Overall risk appetite remained robust with US equities making further sharp gains on the day and the dollar consolidated around 106.65 as yen demand eased slightly.

President Trump again maintained negative rhetoric against China over the weekend. Markets, however, tended to focus on hopes for economic recovery and China’s central bank stated that it will use more powerful policies to help growth. There were also reports that the Federal Reserve would push back against speculation of negative interest rates which limited potential dollar selling. The Bank of Japan summary of opinions indicated that policymakers must act boldly to avoid a repeat of the great depression. Overall yen demand faded to some extent as risk appetite held firm with the dollar advancing to the 107.00 area.


Sterling lost ground on Thursday amid underlying concerns over the outlook given the risk that the UK would under-perform relative to other major economies. There was also an important element of scepticism that the Bank of England forecast of a sharp economic rebound was realistic. Market expectations were also that there would be a further expansion of the central bank’s balance sheet at the June policy meeting.
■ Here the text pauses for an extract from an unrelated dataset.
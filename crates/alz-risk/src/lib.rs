pub mod config;
pub mod error;
pub mod risk;
pub mod telemetry;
UK markets were closed on Friday with a weaker US dollar tone allowing the UK currency to move above the 1.2400 level with a peak just above 1.2450 before a retreat while the Euro settled around 0.8730.
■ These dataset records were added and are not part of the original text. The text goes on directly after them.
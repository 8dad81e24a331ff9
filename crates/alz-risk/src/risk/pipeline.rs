use std::sync::Arc;

use chrono::{DateTime, Utc};
use serde::Serialize;
use tracing::{debug, info, warn};

use super::adapter::{RiskClassifierAdapter, RiskTier, RoundingPolicy, RoundingWidthError};
use super::classifier::RiskClassifier;
use super::coercion::{coerce, RawInputRecord};
use super::error::{ConfigLoadError, PipelineError};
use super::features::{CompositeScores, FeatureVectorBuilder, WeightColumnPolicy};
use super::model::LogisticRegressionModel;
use super::normalize::StandardScaler;
use super::schema::INPUT_SCHEMA;
use super::weights::WeightStore;
use crate::config::PipelineConfig;

/// Behavioral switches applied to every request.
#[derive(Debug, Clone, Copy, Default, PartialEq, Eq)]
pub struct PipelineOptions {
    pub weight_policy: WeightColumnPolicy,
    pub rounding: RoundingPolicy,
}

impl TryFrom<&PipelineConfig> for PipelineOptions {
    type Error = RoundingWidthError;

    fn try_from(config: &PipelineConfig) -> Result<Self, Self::Error> {
        Ok(Self {
            weight_policy: if config.strict_weights {
                WeightColumnPolicy::Reject
            } else {
                WeightColumnPolicy::Skip
            },
            rounding: RoundingPolicy::new(config.probability_decimals)?,
        })
    }
}

/// Result returned to the caller for one request.
#[derive(Debug, Clone, PartialEq, Serialize)]
pub struct RiskAssessment {
    pub probability: f64,
    pub tier: RiskTier,
    pub message: String,
    pub composite_scores: CompositeScores,
    pub evaluated_at: DateTime<Utc>,
}

/// Coercion → feature build → classification → thresholding.
///
/// Holds only read-only state; one instance is shared by every request.
pub struct RiskPipeline<C> {
    builder: FeatureVectorBuilder,
    weights: Arc<WeightStore>,
    adapter: RiskClassifierAdapter<C>,
}

impl<C: RiskClassifier> RiskPipeline<C> {
    /// Checks that the classifier, scaler and (in strict mode) weights only
    /// reference columns the builder produces.
    pub fn new(
        classifier: C,
        weights: Arc<WeightStore>,
        scaler: Option<Arc<StandardScaler>>,
        options: PipelineOptions,
    ) -> Result<Self, ConfigLoadError> {
        let builder = FeatureVectorBuilder::new(options.weight_policy, scaler);
        let layout: Vec<&str> = builder.columns();

        let unknown_model_columns: Vec<String> = classifier
            .feature_names()
            .iter()
            .filter(|name| !layout.contains(&name.as_str()))
            .cloned()
            .collect();
        if !unknown_model_columns.is_empty() {
            return Err(ConfigLoadError::IncompatibleArtifact {
                artifact: "model",
                columns: unknown_model_columns,
            });
        }

        if let Some(scaler) = builder.scaler() {
            let unknown = scaler.unknown_columns(&layout);
            if !unknown.is_empty() {
                return Err(ConfigLoadError::IncompatibleArtifact {
                    artifact: "preprocessor",
                    columns: unknown,
                });
            }
        }

        let unknown_weights = weights.unknown_columns(&layout);
        if !unknown_weights.is_empty() {
            if options.weight_policy == WeightColumnPolicy::Reject {
                return Err(ConfigLoadError::IncompatibleArtifact {
                    artifact: "weights",
                    columns: unknown_weights,
                });
            }
            warn!(
                columns = ?unknown_weights,
                "weight entries without a matching column will be skipped"
            );
        }

        Ok(Self {
            builder,
            weights,
            adapter: RiskClassifierAdapter::new(classifier, options.rounding),
        })
    }

    pub fn builder(&self) -> &FeatureVectorBuilder {
        &self.builder
    }

    pub fn weights(&self) -> &WeightStore {
        &self.weights
    }

    pub fn adapter(&self) -> &RiskClassifierAdapter<C> {
        &self.adapter
    }

    pub fn assess(&self, raw: &RawInputRecord) -> Result<RiskAssessment, PipelineError> {
        let record = coerce(raw, &INPUT_SCHEMA)?;
        let vector = self.builder.build(&record, &self.weights)?;
        debug!(
            health_score = vector.composites().health_score,
            cardiometabolic_index = vector.composites().cardiometabolic_index,
            normalized = vector.is_normalized(),
            "feature vector built"
        );

        let prediction = self.adapter.classify(&vector)?;
        debug!(probability = prediction.probability, tier = %prediction.tier, "risk classified");

        Ok(RiskAssessment {
            probability: prediction.probability,
            tier: prediction.tier,
            message: prediction.message(),
            composite_scores: vector.composites(),
            evaluated_at: Utc::now(),
        })
    }
}

/// Fitted artifacts read from disk before the first request.
#[derive(Debug, Clone)]
pub struct RiskArtifacts {
    pub weights: Arc<WeightStore>,
    pub scaler: Option<Arc<StandardScaler>>,
    pub model: LogisticRegressionModel,
}

impl RiskArtifacts {
    pub fn load(config: &PipelineConfig) -> Result<Self, ConfigLoadError> {
        let weights = WeightStore::load(
            &config.health_weights_path,
            &config.cardiometabolic_weights_path,
        )?;
        let scaler = config
            .preprocessor_path
            .as_ref()
            .map(StandardScaler::from_path)
            .transpose()?;
        let model = LogisticRegressionModel::from_path(&config.model_path)?;

        info!(
            health_weights = weights.health.len(),
            cardiometabolic_weights = weights.cardiometabolic.len(),
            normalization = scaler.is_some(),
            model_features = model.feature_names.len(),
            "risk artifacts loaded"
        );

        Ok(Self {
            weights: Arc::new(weights),
            scaler: scaler.map(Arc::new),
            model,
        })
    }

    pub fn into_pipeline(
        self,
        options: PipelineOptions,
    ) -> Result<RiskPipeline<LogisticRegressionModel>, ConfigLoadError> {
        RiskPipeline::new(self.model, self.weights, self.scaler, options)
    }
}

/// Loads every artifact named in `config` and wires the production pipeline.
pub fn load_pipeline(
    config: &PipelineConfig,
) -> Result<RiskPipeline<LogisticRegressionModel>, ConfigLoadError> {
    let options = PipelineOptions::try_from(config)?;
    RiskArtifacts::load(config)?.into_pipeline(options)
}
There was further evidence of negative underlying sentiment with the latest CFTC data recording a net increase in short non-commercial positions to 4-month highs.

There was further uncertainty over trade talks with the latest round of UK-EU negotiations due to start on Monday. There is a heavy agenda for talks and the overall tone will be extremely important given that there is only one further round scheduled before the June deadline to make substantial progress and an outline deal. There was a limited reaction to Prime Minister’s Johnson announcement that lockdown measures would be eased slightly with differences between national countries causing some concern. The UK currency held just above 1.2400 against the dollar with the Euro little changed as the UK currency remained fragile.


The Euro was unable to make headway on Friday with a retreat to the 1.0520 area against the Swiss currency while the dollar dipped to lows below 0.9700 before finding some support. The Swiss currency was again resilient even when global risk appetite held firm.

Swiss National Bank Chairman Jordan reiterated that the bank was engaged substantially in the market to prevent franc appreciation and was battling enormous pressure on the safe-haven franc. He also reiterated that the bank does not defend a specific level against the Euro and takes into account the situation against all currencies. The franc overall was little changed with the Euro around 1.0525 and the dollar close to 0.9700 with latest sight deposits data watched closely.